Increasing sensitivity of cell tracking by changing labeling and detection from SPECT to PET
Cell tracking by gamma imaging with radionuclides has been performed clinically for over 30 years and is used for tracking autologous leukocytes to detect sites of infection/inflammation. The standard radiolabelling methodology has been non-specific assimilation of lipophilic, metastable complexes of indium-111 (with oxine) or technetium-99m (with HMPAO). Regenerative medicine and immune cell-based therapies are creating new roles for clinical tracking of these cells. Conventional cell radiolabelling methods have been applied for some of these cell types, but for clinical use new applications will require detection of small lesions and small numbers of cells beyond the sensitivity of traditional gamma camera imaging with In-111 or Tc-99m (e.g. coronary artery disease, diabetes, neurovascular inflammation and thrombus), creating a need for positron-emitting radiolabels to exploit the better sensitivity, quantification and resolution of clinical PET.
So far the search for positron emitting (PET) radiolabels for cells has met with limited success. The near-ubiquitous presence of glucose transporters allows labelling with [18F]-FDG but labelling efficiencies are highly variable, the radiolabel is prone to rapid efflux, and the short half-life (110 min) of F-18 allows only brief tracking. Copper-64 offers a longer (12 h) half-life and efficient cell labelling using lipophilic tracers but rapid efflux of label from cells is a persistent problem and a still longer half-life would be preferred. A “PET analogue” of In-111 oxine, capable of cell tracking over 7 days or more, would be highly desirable but is not yet available.
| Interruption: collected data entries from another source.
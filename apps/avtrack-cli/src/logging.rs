//! Logging setup for the avtrack CLI
//!
//! Console output goes to stderr so stdout stays clean for reports. An
//! optional log file is written through a non-blocking appender; keep the
//! returned guard alive until the program exits or buffered lines are lost.

use avtrack_core::{AvtrackError, LoggingConfig};
use std::fs::OpenOptions;
use std::io;
use std::path::Path;
use thiserror::Error;
use tracing_appender::non_blocking::WorkerGuard;
use tracing_subscriber::{fmt, layer::SubscriberExt, util::SubscriberInitExt, EnvFilter};

/// Error types for logging setup
#[derive(Error, Debug)]
pub enum LoggingError {
    #[error("Failed to open log file {path}: {source}")]
    FileOpen {
        path: String,
        #[source]
        source: io::Error,
    },

    #[error("Filter compilation failed: {0}")]
    FilterCompilation(String),

    #[error("Failed to install subscriber: {0}")]
    Init(String),
}

impl From<LoggingError> for AvtrackError {
    fn from(error: LoggingError) -> Self {
        AvtrackError::configuration(error.to_string())
    }
}

/// Result type for logging operations
pub type Result<T> = std::result::Result<T, LoggingError>;

/// Level directive used when `RUST_LOG` is not set
#[must_use]
pub fn default_directive(config: &LoggingConfig, verbose: bool) -> String {
    if verbose {
        "debug".to_string()
    } else {
        config.level.clone()
    }
}

/// Build the event filter; `RUST_LOG` wins over the configured level
///
/// # Errors
/// Returns an error if the configured directive does not parse
pub fn build_filter(config: &LoggingConfig, verbose: bool) -> Result<EnvFilter> {
    if let Ok(filter) = EnvFilter::try_from_default_env() {
        return Ok(filter);
    }
    let directive = default_directive(config, verbose);
    EnvFilter::try_new(&directive)
        .map_err(|e| LoggingError::FilterCompilation(format!("'{directive}': {e}")))
}

fn open_log_file(path: &Path) -> Result<std::fs::File> {
    OpenOptions::new()
        .create(true)
        .append(true)
        .open(path)
        .map_err(|source| LoggingError::FileOpen {
            path: path.display().to_string(),
            source,
        })
}

/// Install the global subscriber
///
/// # Errors
/// Returns an error if the log file cannot be opened, the filter does not
/// parse, or a subscriber is already installed
pub fn init_logging(config: &LoggingConfig, verbose: bool) -> Result<Option<WorkerGuard>> {
    let filter = build_filter(config, verbose)?;

    let (file_writer, guard) = match &config.log_file {
        Some(path) => {
            let (writer, guard) = tracing_appender::non_blocking(open_log_file(path)?);
            (Some(writer), Some(guard))
        }
        None => (None, None),
    };

    let json = config.json_logs;
    let console_text = (!json).then(|| {
        fmt::layer()
            .with_writer(io::stderr)
            .with_target(verbose)
    });
    let console_json = json.then(|| {
        fmt::layer()
            .json()
            .with_writer(io::stderr)
            .with_current_span(true)
            .with_target(true)
    });
    let file_text = file_writer.clone().filter(|_| !json).map(|writer| {
        fmt::layer()
            .with_writer(writer)
            .with_ansi(false)
            .with_target(true)
    });
    let file_json = file_writer.filter(|_| json).map(|writer| {
        fmt::layer()
            .json()
            .with_writer(writer)
            .with_current_span(true)
            .with_target(true)
    });

    tracing_subscriber::registry()
        .with(filter)
        .with(console_text)
        .with(console_json)
        .with(file_text)
        .with(file_json)
        .try_init()
        .map_err(|e| LoggingError::Init(e.to_string()))?;

    tracing::debug!(
        level = %config.level,
        json = json,
        log_file = ?config.log_file,
        "Logging initialized"
    );
    Ok(guard)
}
Zr-89 Oxine: a PET cell radiolabelling agent for long term in vivo cell tracking
This paper describes the first synthesis of Zr-89 oxine, and comparison with In-111 oxine for labelling several cell lines, human leukocytes and tracking of the cancer cell line GFP-5T33 cells in mice. The new lipophilic, metastable complex of Zr-89 can radiolabel a range of cells, independently of specific phenotypes, providing a long-sought solution to the unmet need for a long half-life positron-emitting radiolabel to replace In-111 for cell migration imaging. In addition to the expected advantages (enhanced sensitivity, resolution and quantification) of cell tracking with PET rather than scintigraphy or SPECT, Zr-89 shows less efflux from cells in vitro and in vivo than In-111. GFP-5T33 is a syngeneic murine multiple myeloma model originating from the C57Bl/KaLwRij strain, engineered to express green fluorescent protein (GFP). It was chosen for this work because the fate of the cells after i.v. inoculation is known from the literature. Intravenously injected cells migrate exclusively to the liver, spleen and bone marrow. Furthermore as the radiolabelled cells were GFP positive it was possible to validate the non-invasive images by using flow sorting of the GFP positive cells and negative cells. After flow sorting the authors were able to show that after 7 days in vivo the Zr-89 Oxine cells remained viable for the duration of the study, and that ~95% of radioactivity was present in viable GFP+ cells. The excellent in vivo survival and retention of radioactivity by the cells at 7 days, coupled with the demonstrated ability to acquire useful PET images up to 14 days, significantly extend the typical period over which cells can be tracked by radionuclide imaging with directly labelled cells.
The use of PET Zr-89 oxine for cell tracking could have a dramatic impact in the investigation of infection, inflammation and cell-based therapies in humans.